Question
What goes wrong when you ignore that bottleneck cascades?
Quick Answer
Assuming that fixing the primary bottleneck will solve the system. You invest weeks addressing the most visible constraint, succeed, and expect throughput to leap to your target. When it barely improves, you conclude that the intervention failed or that bottleneck analysis does not work. Neither.
The most common reason fails: Assuming that fixing the primary bottleneck will solve the system. You invest weeks addressing the most visible constraint, succeed, and expect throughput to leap to your target. When it barely improves, you conclude that the intervention failed or that bottleneck analysis does not work. Neither is true. The intervention succeeded — it removed a real constraint. But the system had multiple constraints stacked behind the first, and you planned for one fix when the situation required a sequence. The failure is not in the method. It is in the mental model that imagines one obstacle between you and full throughput, when the reality is a chain of obstacles, each revealed only when the one before it is cleared.

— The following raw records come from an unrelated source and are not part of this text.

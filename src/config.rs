use std::path::PathBuf;

use anyhow::Context;
use serde::Deserialize;

/// One year. Longer token lifetimes are refused at startup.
pub const MAX_TTL_MINUTES: i64 = 60 * 24 * 365;

#[derive(Debug, Clone, Deserialize)]
pub struct JwtConfig {
    pub secret: String,
    pub issuer: String,
    pub audience: String,
    pub ttl_minutes: i64,
}

#[derive(Debug, Clone, Deserialize)]
pub struct UploadConfig {
    pub dir: PathBuf,
    pub public_base_url: String,
    pub max_body_bytes: usize,
}

#[derive(Debug, Clone, Deserialize)]
pub struct AppConfig {
    pub host: String,
    pub port: u16,
    /// `None` selects the in-process store.
    pub database_url: Option<String>,
    pub jwt: JwtConfig,
    pub uploads: UploadConfig,
}

impl AppConfig {
    pub fn from_env() -> anyhow::Result<Self> {
        Self::from_lookup(|key| std::env::var(key).ok())
    }

    /// Builds the config from any key/value source, applying defaults.
    pub fn from_lookup<F>(var: F) -> anyhow::Result<Self>
    where
        F: Fn(&str) -> Option<String>,
    {
        let port = var("APP_PORT")
            .unwrap_or_else(|| "8080".into())
            .parse::<u16>()
            .context("APP_PORT must be a port number")?;

        let ttl_minutes = match var("JWT_TTL_MINUTES") {
            Some(v) => v
                .parse::<i64>()
                .context("JWT_TTL_MINUTES must be a whole number of minutes")?,
            None => 60 * 24 * 30,
        };
        anyhow::ensure!(
            (1..=MAX_TTL_MINUTES).contains(&ttl_minutes),
            "JWT_TTL_MINUTES must be between 1 and {}",
            MAX_TTL_MINUTES
        );

        let max_body_bytes = match var("MAX_BODY_BYTES") {
            Some(v) => v
                .parse::<usize>()
                .context("MAX_BODY_BYTES must be a byte count")?,
            None => 50 * 1024 * 1024,
        };

        let secret = var("JWT_SECRET")
            .filter(|s| !s.is_empty())
            .context("JWT_SECRET must be set")?;
        let jwt = JwtConfig {
            secret,
            issuer: var("JWT_ISSUER").unwrap_or_else(|| "returns-desk".into()),
            audience: var("JWT_AUDIENCE").unwrap_or_else(|| "returns-desk-users".into()),
            ttl_minutes,
        };

        let uploads = UploadConfig {
            dir: var("UPLOAD_DIR").unwrap_or_else(|| "./uploads".into()).into(),
            public_base_url: var("PUBLIC_BASE_URL")
                .unwrap_or_else(|| format!("http://localhost:{}", port)),
            max_body_bytes,
        };

        Ok(Self {
            host: var("APP_HOST").unwrap_or_else(|| "0.0.0.0".into()),
            port,
            database_url: var("DATABASE_URL").filter(|v| !v.is_empty()),
            jwt,
            uploads,
        })
    }

    pub fn server_address(&self) -> String {
        format!("{}:{}", self.host, self.port)
    }
}
use anyhow::Context;
use sqlx::{postgres::PgPoolOptions, PgPool};

pub async fn connect(database_url: &str) -> anyhow::Result<PgPool> {
    let db = PgPoolOptions::new()
        .max_connections(10)
        .connect(database_url)
        .await
        .context("connect to database")?;

    sqlx::migrate!("./migrations")
        .run(&db)
        .await
        .context("run migrations")?;

    Ok(db)
}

The fix: Take the system you have been analyzing throughout this phase. Map every step from input to output. For each step, estimate its maximum throughput — the most units it could process per time period if nothing upstream were constraining it. Now mentally remove the current bottleneck. Which step has the next-lowest maximum throughput? And the one after that? Rank all steps from lowest to highest capacity. If the top three lowest-capacity steps are adjacent or in sequence, you have a probable cascade. Write out the cascade chain: 'If I fix [Step A], the next constraint will be [Step B] because its capacity is [X], and after that [Step C] because its capacity is [Y].' You now have a cascade map — a pre-mortem for your bottleneck intervention.
The underlying principle is straightforward: Sometimes fixing one bottleneck reveals that a downstream constraint was hidden.